Implement Knowledge Mining (15-20%)
Learn how to use Azure AI Search (formerly Cognitive Search) to extract insights from large volumes of unstructured data using indexers, AI skillsets, custom skills, and knowledge stores.
Azure AI Search Architecture
Azure AI Search is a cloud search service that provides full-text search, AI enrichment, and vector search capabilities.
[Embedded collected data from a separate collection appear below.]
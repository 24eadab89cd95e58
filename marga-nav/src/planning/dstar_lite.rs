//! Incremental D* Lite planner.
//!
//! Maintains cost-to-goal estimates for every visited cell so that when edge
//! costs change or the start moves, only the affected region is re-expanded.
//! The search runs backwards from the goal; replans after a handful of cell
//! changes are sub-linear in the grid size.

use std::cmp::Ordering;
use std::collections::{BinaryHeap, HashMap, HashSet};

use tracing::debug;

use marga_map::{Grid, GridCoord};

use crate::error::Result;

use super::utils::{self, heuristic};
use super::{PathPlanner, PlannedPath};

/// Cost-to-goal pair for a visited cell.
///
/// `g` is the best known cost to the goal, `rhs` the one-step-lookahead
/// estimate. A cell is locally consistent iff the two agree.
#[derive(Clone, Copy, Debug)]
struct NodeData {
    g: f32,
    rhs: f32,
}

impl Default for NodeData {
    fn default() -> Self {
        Self {
            g: f32::INFINITY,
            rhs: f32::INFINITY,
        }
    }
}

/// Lexicographic priority of an open cell.
#[derive(Clone, Copy, Debug, PartialEq)]
struct Key {
    k1: f32,
    k2: f32,
}

impl Key {
    fn less(&self, other: &Key) -> bool {
        if self.k1 < other.k1 {
            return true;
        }
        if self.k1 > other.k1 {
            return false;
        }
        self.k2 < other.k2
    }

    fn ordering(&self, other: &Key) -> Ordering {
        if self.less(other) {
            Ordering::Less
        } else if other.less(self) {
            Ordering::Greater
        } else {
            Ordering::Equal
        }
    }
}

#[derive(Clone, Copy, Debug)]
struct QueueEntry {
    cell: GridCoord,
    key: Key,
    /// Insertion counter making heap comparisons total
    sequence: u64,
}

impl Eq for QueueEntry {}

impl PartialEq for QueueEntry {
    fn eq(&self, other: &Self) -> bool {
        self.cell == other.cell && self.key == other.key && self.sequence == other.sequence
    }
}

impl Ord for QueueEntry {
    fn cmp(&self, other: &Self) -> Ordering {
        // Reverse ordering for min-heap behavior; earlier insertions win ties.
        other
            .key
            .ordering(&self.key)
            .then_with(|| other.sequence.cmp(&self.sequence))
    }
}

impl PartialOrd for QueueEntry {
    fn partial_cmp(&self, other: &Self) -> Option<Ordering> {
        Some(self.cmp(other))
    }
}

/// Backwards-search bookkeeping, kept apart from the map so the borrow of the
/// grid stays disjoint from the mutable search state.
#[derive(Default)]
struct SearchState {
    start: Option<GridCoord>,
    goal: Option<GridCoord>,
    last_start: GridCoord,
    initialized: bool,
    /// Key modifier compensating for start movement without re-keying
    key_modifier: f32,
    queue_sequence: u64,
    open_list: BinaryHeap<QueueEntry>,
    open_table: HashMap<GridCoord, Key>,
    node_info: HashMap<GridCoord, NodeData>,
    expanded_nodes: Vec<GridCoord>,
}

impl SearchState {
    fn reset(&mut self) {
        self.open_list.clear();
        self.open_table.clear();
        self.node_info.clear();
        self.expanded_nodes.clear();
        self.key_modifier = 0.0;
        self.queue_sequence = 0;
        self.initialized = false;
    }

    fn g(&self, cell: GridCoord) -> f32 {
        self.node_info.get(&cell).map_or(f32::INFINITY, |n| n.g)
    }

    fn rhs(&self, cell: GridCoord) -> f32 {
        self.node_info.get(&cell).map_or(f32::INFINITY, |n| n.rhs)
    }

    fn set_g(&mut self, cell: GridCoord, value: f32) {
        self.node_info.entry(cell).or_default().g = value;
    }

    fn set_rhs(&mut self, cell: GridCoord, value: f32) {
        self.node_info.entry(cell).or_default().rhs = value;
    }

    fn calculate_key(&self, cell: GridCoord) -> Key {
        let start = self.start.expect("key calculation requires a start");
        let min_val = self.g(cell).min(self.rhs(cell));
        Key {
            k1: min_val + heuristic(start, cell) + self.key_modifier,
            k2: min_val,
        }
    }

    fn push_open(&mut self, cell: GridCoord, key: Key) {
        self.open_list.push(QueueEntry {
            cell,
            key,
            sequence: self.queue_sequence,
        });
        self.queue_sequence += 1;
        self.open_table.insert(cell, key);
    }

    /// Seed the backwards search from the goal.
    fn initialize(&mut self) {
        self.reset();

        let goal = self.goal.expect("initialization requires a goal");
        self.set_rhs(goal, 0.0);
        let key = self.calculate_key(goal);
        self.push_open(goal, key);
        self.last_start = self.start.expect("initialization requires a start");
        self.initialized = true;
    }

    /// Recompute `rhs` for `cell` and requeue it if it became inconsistent.
    fn update_vertex(&mut self, grid: &Grid, cell: GridCoord) {
        if Some(cell) == self.goal {
            self.set_rhs(cell, 0.0);
        } else {
            let mut min_rhs = f32::INFINITY;
            for (neighbor, diagonal) in utils::neighbors(grid, cell) {
                let cost = utils::traversal_cost(grid, neighbor, diagonal);
                min_rhs = min_rhs.min(cost + self.g(neighbor));
            }
            self.set_rhs(cell, min_rhs);
        }

        if self.g(cell) != self.rhs(cell) {
            let key = self.calculate_key(cell);
            self.push_open(cell, key);
        } else {
            self.open_table.remove(&cell);
        }
    }

    /// Expand inconsistent cells until the start is consistent and no open
    /// key precedes it.
    fn compute_shortest_path(&mut self, grid: &Grid) {
        let start = self.start.expect("search requires a start");
        self.expanded_nodes.clear();
        let mut expanded_set: HashSet<GridCoord> = HashSet::new();

        while let Some(&top) = self.open_list.peek() {
            // Lazy deletion: a popped entry whose key no longer matches the
            // side table is stale.
            match self.open_table.get(&top.cell) {
                Some(current) if *current == top.key => {}
                _ => {
                    self.open_list.pop();
                    continue;
                }
            }

            let start_key = self.calculate_key(start);
            if !top.key.less(&start_key) && self.rhs(start) == self.g(start) {
                break;
            }

            self.open_list.pop();
            self.open_table.remove(&top.cell);

            if expanded_set.insert(top.cell) {
                self.expanded_nodes.push(top.cell);
            }

            let g_old = self.g(top.cell);
            let rhs_val = self.rhs(top.cell);

            if g_old > rhs_val {
                // Overconsistent: the better estimate propagates to the
                // predecessors.
                self.set_g(top.cell, rhs_val);
                for (neighbor, _) in utils::neighbors(grid, top.cell) {
                    self.update_vertex(grid, neighbor);
                }
            } else {
                // Underconsistent: invalidate and recompute locally.
                self.set_g(top.cell, f32::INFINITY);
                self.update_vertex(grid, top.cell);
                for (neighbor, _) in utils::neighbors(grid, top.cell) {
                    self.update_vertex(grid, neighbor);
                }
            }
        }
    }
}

/// Incremental planner responding to dynamic cost changes.
#[derive(Default)]
pub struct DStarLitePlanner {
    map: Option<Grid>,
    pending_updates: HashSet<GridCoord>,
    search: SearchState,
}

impl DStarLitePlanner {
    /// Create a planner with no map, start or goal configured.
    pub fn new() -> Self {
        Self::default()
    }

    fn is_valid_start_goal(&self) -> bool {
        let (Some(grid), Some(start), Some(goal)) =
            (self.map.as_ref(), self.search.start, self.search.goal)
        else {
            return false;
        };

        if !utils::in_bounds(grid, start) || !utils::in_bounds(grid, goal) {
            return false;
        }
        if !utils::is_traversable(grid, goal) {
            return false;
        }
        if start != goal && !utils::is_traversable(grid, start) {
            return false;
        }
        true
    }

    /// Re-evaluate every pending cell and its neighborhood.
    fn apply_pending_updates(&mut self) {
        if self.pending_updates.is_empty() {
            return;
        }

        let grid = self.map.as_ref().expect("pending updates require a map");

        let mut to_process: Vec<GridCoord> = Vec::with_capacity(self.pending_updates.len() * 5);
        let mut seen: HashSet<GridCoord> = HashSet::new();
        for &cell in &self.pending_updates {
            if seen.insert(cell) {
                to_process.push(cell);
            }
            for &(dx, dy) in &utils::NEIGHBOR_OFFSETS {
                let neighbor = cell.offset(dx, dy);
                if utils::in_bounds(grid, neighbor) && seen.insert(neighbor) {
                    to_process.push(neighbor);
                }
            }
        }
        self.pending_updates.clear();

        for cell in to_process {
            self.search.update_vertex(grid, cell);
        }
    }

    /// Follow decreasing `g` values from the start to the goal.
    fn extract_path(&self, grid: &Grid, path: &mut PlannedPath) -> bool {
        let start = self.search.start.expect("extraction requires a start");
        let goal = self.search.goal.expect("extraction requires a goal");

        let mut cells = Vec::new();
        cells.push(start);

        let mut current = start;
        let limit = grid.metadata().cell_count() + 1;

        for _ in 0..limit {
            if current == goal {
                break;
            }

            let mut best_score = f32::INFINITY;
            let mut best_cell = current;
            for (neighbor, diagonal) in utils::neighbors(grid, current) {
                let cost = utils::traversal_cost(grid, neighbor, diagonal);
                let score = cost + self.search.g(neighbor);
                if score < best_score {
                    best_score = score;
                    best_cell = neighbor;
                }
            }

            if best_cell == current || !best_score.is_finite() {
                debug!("dstar: path extraction stalled at {:?}", current);
                return false;
            }

            current = best_cell;
            cells.push(current);
        }

        if *cells.last().expect("path has at least the start") != goal {
            debug!("dstar: extraction exceeded the step limit");
            return false;
        }

        path.waypoints = cells.iter().map(|c| c.center()).collect();
        true
    }
}

impl PathPlanner for DStarLitePlanner {
    fn set_map(&mut self, grid: Grid) {
        let Some(old) = self.map.as_ref() else {
            self.map = Some(grid);
            self.search.reset();
            self.pending_updates.clear();
            return;
        };

        let old_meta = *old.metadata();
        let new_meta = *grid.metadata();
        if old_meta.width != new_meta.width || old_meta.height != new_meta.height {
            self.map = Some(grid);
            self.pending_updates.clear();
            self.search.reset();
            return;
        }

        // Same shape: queue every cell whose blocked status flipped.
        let blocked = |value: f32| value >= 1.0 || value == Grid::MISSING_DATA;
        let old_cells = old.cells();
        let new_cells = grid.cells();
        for idx in 0..old_cells.len().min(new_cells.len()) {
            if blocked(old_cells[idx]) != blocked(new_cells[idx]) {
                let x = (idx % new_meta.width) as i32;
                let y = (idx / new_meta.width) as i32;
                self.pending_updates.insert(GridCoord::new(x, y));
            }
        }

        self.map = Some(grid);
    }

    fn set_start(&mut self, cell: GridCoord) {
        if self.map.is_none() {
            self.search.start = Some(cell);
            self.search.last_start = cell;
            return;
        }

        // Shifting the start inflates every queued key by at most the
        // heuristic distance moved; bumping the modifier keeps them ordered
        // without touching the queue.
        if self.search.start.is_some() {
            self.search.key_modifier += heuristic(self.search.last_start, cell);
        }

        self.search.start = Some(cell);
        if !self.search.initialized {
            self.search.last_start = cell;
        }
    }

    fn set_goal(&mut self, cell: GridCoord) {
        // A new goal invalidates the whole backwards search.
        self.search.goal = Some(cell);
        self.search.initialized = false;
    }

    fn compute_path(&mut self) -> Result<PlannedPath> {
        if !self.is_valid_start_goal() {
            return Ok(PlannedPath::failed());
        }

        if !self.search.initialized {
            self.search.initialize();
        }

        let start = self.search.start.expect("validated above");
        if self.search.last_start != start {
            self.search.key_modifier += heuristic(self.search.last_start, start);
            self.search.last_start = start;
        }

        self.apply_pending_updates();

        let grid = self.map.as_ref().expect("validated above");
        self.search.update_vertex(grid, start);
        self.search.compute_shortest_path(grid);

        let mut path = PlannedPath {
            explored_cells: self.search.expanded_nodes.clone(),
            ..Default::default()
        };

        if !self.search.rhs(start).is_finite() {
            debug!("dstar: start {:?} is disconnected from the goal", start);
            return Ok(path);
        }

        if !self.extract_path(grid, &mut path) {
            path.explored_cells.clear();
            return Ok(path);
        }

        path.success = true;
        Ok(path)
    }
}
The core components are:
- Data sources — Azure Blob Storage, Azure SQL, Cosmos DB, Azure Table Storage, or any data accessible via connectors
- Indexers — Automated crawlers that read data from sources and populate the search index
- Skillsets — AI enrichment pipelines that process data during indexing (OCR, NER, translation, etc.)
- Index — The searchable data store with fields, types, and attributes
- Knowledge store — Optional secondary output that saves enriched data to Azure Storage for downstream analytics
Indexers and Data Sources
Indexers automate the data ingestion process:
- Scheduling — Run once, on a schedule (e.g., every 5 minutes), or on-demand via REST API
- Change detection — Indexers track changes using high-water marks or soft delete policies to process only new/modified documents
- Blob indexing — Supports PDF, DOCX, PPTX, XLSX, HTML, JSON, CSV, TXT, images (with OCR skill), and more
- Field mappings — Map source fields to index fields when names differ or transformations are needed
- Output field mappings — Map skillset output to index fields
// Indexer definition (REST API)
{
"name": "my-indexer",
"dataSourceName": "my-blob-datasource",
"targetIndexName": "my-index",
"skillsetName": "my-skillset",
"schedule": {
"interval": "PT2H" // Run every 2 hours
},
"fieldMappings": [
{ "sourceFieldName": "metadata_storage_name",
"targetFieldName": "documentName" }
],
"outputFieldMappings": [
{ "sourceFieldName": "/document/organizations",
"targetFieldName": "detectedOrganizations" }
]
}
Built-in Skills
Azure AI Search includes built-in cognitive skills for AI enrichment:
| Category | Skills | Description |
|---|---|---|
| Vision | OCR, Image Analysis, Image tags | Extract text from images, generate captions and tags |
| Language | Entity Recognition, Key Phrases, Sentiment, Language Detection, PII Detection | Extract entities, key phrases, sentiment from text |
| Translation | Text Translation | Translate text to target language during indexing |
| Utility | Shaper, Merge, Text Split, Conditional | Reshape data, merge fields, split large documents, conditional logic |
| Document | Document Extraction | Extract content and metadata from documents within a data source |
Custom Skills
When built-in skills are not enough, you can create custom skills:
Custom Web API Skill
The most common custom skill type. It calls an external REST endpoint (typically an Azure Function) during indexing:
- Receives a batch of records from the enrichment pipeline
- Processes them (call an external ML model, apply business logic, query a database)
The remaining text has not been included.